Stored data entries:
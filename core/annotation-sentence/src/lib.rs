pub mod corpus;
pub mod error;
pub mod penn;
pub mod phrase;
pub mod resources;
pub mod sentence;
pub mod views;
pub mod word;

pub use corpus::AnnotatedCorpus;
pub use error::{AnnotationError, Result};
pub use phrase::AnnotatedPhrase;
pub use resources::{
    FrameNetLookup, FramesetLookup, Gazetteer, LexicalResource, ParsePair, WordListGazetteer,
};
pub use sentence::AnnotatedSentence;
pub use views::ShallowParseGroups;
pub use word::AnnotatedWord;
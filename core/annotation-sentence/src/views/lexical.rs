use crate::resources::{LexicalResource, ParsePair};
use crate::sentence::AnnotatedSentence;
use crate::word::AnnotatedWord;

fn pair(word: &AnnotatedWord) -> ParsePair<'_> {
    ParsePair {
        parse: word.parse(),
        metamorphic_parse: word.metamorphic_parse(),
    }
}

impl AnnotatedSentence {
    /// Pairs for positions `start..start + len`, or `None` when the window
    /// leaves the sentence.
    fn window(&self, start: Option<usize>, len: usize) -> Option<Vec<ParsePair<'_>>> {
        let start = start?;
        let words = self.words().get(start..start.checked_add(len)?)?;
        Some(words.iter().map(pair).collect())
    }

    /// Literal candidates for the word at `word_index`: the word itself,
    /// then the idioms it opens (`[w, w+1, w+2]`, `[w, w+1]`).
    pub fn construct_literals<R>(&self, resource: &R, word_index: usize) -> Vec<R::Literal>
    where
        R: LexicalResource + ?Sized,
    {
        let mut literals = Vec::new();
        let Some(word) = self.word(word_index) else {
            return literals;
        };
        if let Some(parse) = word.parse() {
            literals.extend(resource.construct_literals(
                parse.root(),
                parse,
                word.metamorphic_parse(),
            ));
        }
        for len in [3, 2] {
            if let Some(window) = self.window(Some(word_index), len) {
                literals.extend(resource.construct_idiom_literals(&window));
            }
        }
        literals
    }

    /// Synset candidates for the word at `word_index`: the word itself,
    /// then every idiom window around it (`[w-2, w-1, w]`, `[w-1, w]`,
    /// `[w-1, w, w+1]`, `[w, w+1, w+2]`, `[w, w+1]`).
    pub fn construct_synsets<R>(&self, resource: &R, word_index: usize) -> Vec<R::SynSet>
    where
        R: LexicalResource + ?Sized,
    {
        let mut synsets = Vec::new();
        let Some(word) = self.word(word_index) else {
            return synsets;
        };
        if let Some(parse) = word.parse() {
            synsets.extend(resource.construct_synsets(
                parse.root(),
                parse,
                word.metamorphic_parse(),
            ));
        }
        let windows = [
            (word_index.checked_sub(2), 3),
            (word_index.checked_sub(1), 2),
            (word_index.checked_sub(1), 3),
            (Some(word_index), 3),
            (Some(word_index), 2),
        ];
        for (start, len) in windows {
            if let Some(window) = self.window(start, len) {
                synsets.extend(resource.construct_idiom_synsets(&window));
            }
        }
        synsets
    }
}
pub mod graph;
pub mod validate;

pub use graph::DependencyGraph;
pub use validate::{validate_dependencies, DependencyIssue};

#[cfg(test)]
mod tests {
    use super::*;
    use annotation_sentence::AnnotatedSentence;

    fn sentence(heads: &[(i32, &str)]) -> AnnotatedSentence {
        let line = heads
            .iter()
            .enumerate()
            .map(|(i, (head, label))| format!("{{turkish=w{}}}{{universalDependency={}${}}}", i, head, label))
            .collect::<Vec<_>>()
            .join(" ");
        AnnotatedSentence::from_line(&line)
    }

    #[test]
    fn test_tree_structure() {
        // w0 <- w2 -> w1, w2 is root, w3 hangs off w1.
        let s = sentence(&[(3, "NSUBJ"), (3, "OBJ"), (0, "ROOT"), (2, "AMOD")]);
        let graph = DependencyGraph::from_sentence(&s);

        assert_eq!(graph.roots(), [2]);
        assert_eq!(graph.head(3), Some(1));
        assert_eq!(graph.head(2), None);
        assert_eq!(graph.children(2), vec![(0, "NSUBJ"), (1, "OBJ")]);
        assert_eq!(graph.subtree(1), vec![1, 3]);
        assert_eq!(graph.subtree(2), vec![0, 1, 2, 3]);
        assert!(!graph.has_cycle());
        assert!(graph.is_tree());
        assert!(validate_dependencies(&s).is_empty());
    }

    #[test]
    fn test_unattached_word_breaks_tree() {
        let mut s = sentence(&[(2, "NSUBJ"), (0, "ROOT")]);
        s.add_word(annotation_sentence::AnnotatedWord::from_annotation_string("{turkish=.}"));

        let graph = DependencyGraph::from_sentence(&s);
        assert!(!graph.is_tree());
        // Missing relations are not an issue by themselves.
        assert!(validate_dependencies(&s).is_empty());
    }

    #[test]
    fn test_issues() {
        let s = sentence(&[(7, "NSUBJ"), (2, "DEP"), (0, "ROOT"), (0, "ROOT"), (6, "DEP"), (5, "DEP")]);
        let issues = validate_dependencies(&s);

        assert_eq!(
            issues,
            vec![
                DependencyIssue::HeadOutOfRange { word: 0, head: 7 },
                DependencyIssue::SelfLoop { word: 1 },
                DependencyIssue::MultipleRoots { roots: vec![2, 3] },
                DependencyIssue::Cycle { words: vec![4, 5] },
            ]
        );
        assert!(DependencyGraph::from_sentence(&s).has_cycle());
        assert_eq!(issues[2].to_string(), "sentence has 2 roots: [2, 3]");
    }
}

**Task prompt:** Nothing may be omitted or altered; reproduce all of the entries.

**Solution to this task:**
filename core/annotation-sentence/src/lib.rs
pub mod corpus;
pub mod error;
pub mod penn;
pub mod phrase;
pub mod resources;
pub mod sentence;
pub mod views;
pub mod word;

pub use corpus::AnnotatedCorpus;
pub use error::{AnnotationError, Result};
pub use phrase::AnnotatedPhrase;
pub use resources::{
    FrameNetLookup, FramesetLookup, Gazetteer, LexicalResource, ParsePair, WordListGazetteer,
};
pub use sentence::AnnotatedSentence;
pub use views::ShallowParseGroups;
pub use word::AnnotatedWord;
filename core/annotation-sentence/src/views/lexical.rs
use crate::resources::{LexicalResource, ParsePair};
use crate::sentence::AnnotatedSentence;
use crate::word::AnnotatedWord;

fn pair(word: &AnnotatedWord) -> ParsePair<'_> {
    ParsePair {
        parse: word.parse(),
        metamorphic_parse: word.metamorphic_parse(),
    }
}

impl AnnotatedSentence {
    /// Pairs for positions `start..start + len`, or `None` when the window
    /// leaves the sentence.
    fn window(&self, start: Option<usize>, len: usize) -> Option<Vec<ParsePair<'_>>> {
        let start = start?;
        let words = self.words().get(start..start.checked_add(len)?)?;
        Some(words.iter().map(pair).collect())
    }

    /// Literal candidates for the word at `word_index`: the word itself,
    /// then the idioms it opens (`[w, w+1, w+2]`, `[w, w+1]`).
    pub fn construct_literals<R>(&self, resource: &R, word_index: usize) -> Vec<R::Literal>
    where
        R: LexicalResource + ?Sized,
    {
        let mut literals = Vec::new();
        let Some(word) = self.word(word_index) else {
            return literals;
        };
        if let Some(parse) = word.parse() {
            literals.extend(resource.construct_literals(
                parse.root(),
                parse,
                word.metamorphic_parse(),
            ));
        }
        for len in [3, 2] {
            if let Some(window) = self.window(Some(word_index), len) {
                literals.extend(resource.construct_idiom_literals(&window));
            }
        }
        literals
    }

    /// Synset candidates for the word at `word_index`: the word itself,
    /// then every idiom window around it (`[w-2, w-1, w]`, `[w-1, w]`,
    /// `[w-1, w, w+1]`, `[w, w+1, w+2]`, `[w, w+1]`).
    pub fn construct_synsets<R>(&self, resource: &R, word_index: usize) -> Vec<R::SynSet>
    where
        R: LexicalResource + ?Sized,
    {
        let mut synsets = Vec::new();
        let Some(word) = self.word(word_index) else {
            return synsets;
        };
        if let Some(parse) = word.parse() {
            synsets.extend(resource.construct_synsets(
                parse.root(),
                parse,
                word.metamorphic_parse(),
            ));
        }
        let windows = [
            (word_index.checked_sub(2), 3),
            (word_index.checked_sub(1), 2),
            (word_index.checked_sub(1), 3),
            (Some(word_index), 3),
            (Some(word_index), 2),
        ];
        for (start, len) in windows {
            if let Some(window) = self.window(start, len) {
                synsets.extend(resource.construct_idiom_synsets(&window));
            }
        }
        synsets
    }
}
pub mod graph;
pub mod validate;

pub use graph::DependencyGraph;
pub use validate::{validate_dependencies, DependencyIssue};

#[cfg(test)]
mod tests {
    use super::*;
    use annotation_sentence::AnnotatedSentence;

    fn sentence(heads: &[(i32, &str)]) -> AnnotatedSentence {
        let line = heads
            .iter()
            .enumerate()
            .map(|(i, (head, label))| format!("{{turkish=w{}}}{{universalDependency={}${}}}", i, head, label))
            .collect::<Vec<_>>()
            .join(" ");
        AnnotatedSentence::from_line(&line)
    }

    #[test]
    fn test_tree_structure() {
        // w0 <- w2 -> w1, w2 is root, w3 hangs off w1.
        let s = sentence(&[(3, "NSUBJ"), (3, "OBJ"), (0, "ROOT"), (2, "AMOD")]);
        let graph = DependencyGraph::from_sentence(&s);

        assert_eq!(graph.roots(), [2]);
        assert_eq!(graph.head(3), Some(1));
        assert_eq!(graph.head(2), None);
        assert_eq!(graph.children(2), vec![(0, "NSUBJ"), (1, "OBJ")]);
        assert_eq!(graph.subtree(1), vec![1, 3]);
        assert_eq!(graph.subtree(2), vec![0, 1, 2, 3]);
        assert!(!graph.has_cycle());
        assert!(graph.is_tree());
        assert!(validate_dependencies(&s).is_empty());
    }

    #[test]
    fn test_unattached_word_breaks_tree() {
        let mut s = sentence(&[(2, "NSUBJ"), (0, "ROOT")]);
        s.add_word(annotation_sentence::AnnotatedWord::from_annotation_string("{turkish=.}"));

        let graph = DependencyGraph::from_sentence(&s);
        assert!(!graph.is_tree());
        // Missing relations are not an issue by themselves.
        assert!(validate_dependencies(&s).is_empty());
    }

    #[test]
    fn test_issues() {
        let s = sentence(&[(7, "NSUBJ"), (2, "DEP"), (0, "ROOT"), (0, "ROOT"), (6, "DEP"), (5, "DEP")]);
        let issues = validate_dependencies(&s);

        assert_eq!(
            issues,
            vec![
                DependencyIssue::HeadOutOfRange { word: 0, head: 7 },
                DependencyIssue::SelfLoop { word: 1 },
                DependencyIssue::MultipleRoots { roots: vec![2, 3] },
                DependencyIssue::Cycle { words: vec![4, 5] },
            ]
        );
        assert!(DependencyGraph::from_sentence(&s).has_cycle());
        assert_eq!(issues[2].to_string(), "sentence has 2 roots: [2, 3]");
    }
}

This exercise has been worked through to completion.